[Opening Extracted records section]
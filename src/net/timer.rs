//! Cancellable delayed and periodic tasks

use std::future::Future;
use std::time::Duration;

use tokio::task::JoinHandle;
use tokio::time::MissedTickBehavior;
use tokio_util::sync::CancellationToken;

/// Handle to a timer task
///
/// Dropping the handle cancels the timer. Cancelling a timer that already
/// fired is a no-op.
#[derive(Debug)]
pub struct TimerHandle {
    token: CancellationToken,
    handle: JoinHandle<()>,
}

impl TimerHandle {
    /// Run `task` once after `delay`
    pub fn after<F>(delay: Duration, task: F) -> Self
    where
        F: Future<Output = ()> + Send + 'static,
    {
        let token = CancellationToken::new();
        let child = token.clone();
        let handle = tokio::spawn(async move {
            tokio::select! {
                () = child.cancelled() => {}
                () = tokio::time::sleep(delay) => task.await,
            }
        });
        Self { token, handle }
    }

    /// Run `tick` every `period`, starting immediately
    ///
    /// A slow tick delays the next one instead of bursting to catch up.
    pub fn every<F, Fut>(period: Duration, mut tick: F) -> Self
    where
        F: FnMut() -> Fut + Send + 'static,
        Fut: Future<Output = ()> + Send + 'static,
    {
        let token = CancellationToken::new();
        let child = token.clone();
        let handle = tokio::spawn(async move {
            let mut interval = tokio::time::interval(period);
            interval.set_missed_tick_behavior(MissedTickBehavior::Delay);
            loop {
                tokio::select! {
                    () = child.cancelled() => break,
                    _ = interval.tick() => tick().await,
                }
            }
        });
        Self { token, handle }
    }

    /// Cancel the timer
    pub fn cancel(&self) {
        self.token.cancel();
    }

    /// Check whether the timer was cancelled
    #[must_use]
    pub fn is_cancelled(&self) -> bool {
        self.token.is_cancelled()
    }

    /// Check whether the underlying task has exited
    #[must_use]
    pub fn is_finished(&self) -> bool {
        self.handle.is_finished()
    }
}

impl Drop for TimerHandle {
    fn drop(&mut self) {
        self.token.cancel();
    }
}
[Closing Extracted records section]
Only lines containing the word "bool" should appear in the answer, and every such line from the records above must be there.

» **Expected answer**
    pub fn is_cancelled(&self) -> bool {
    pub fn is_finished(&self) -> bool {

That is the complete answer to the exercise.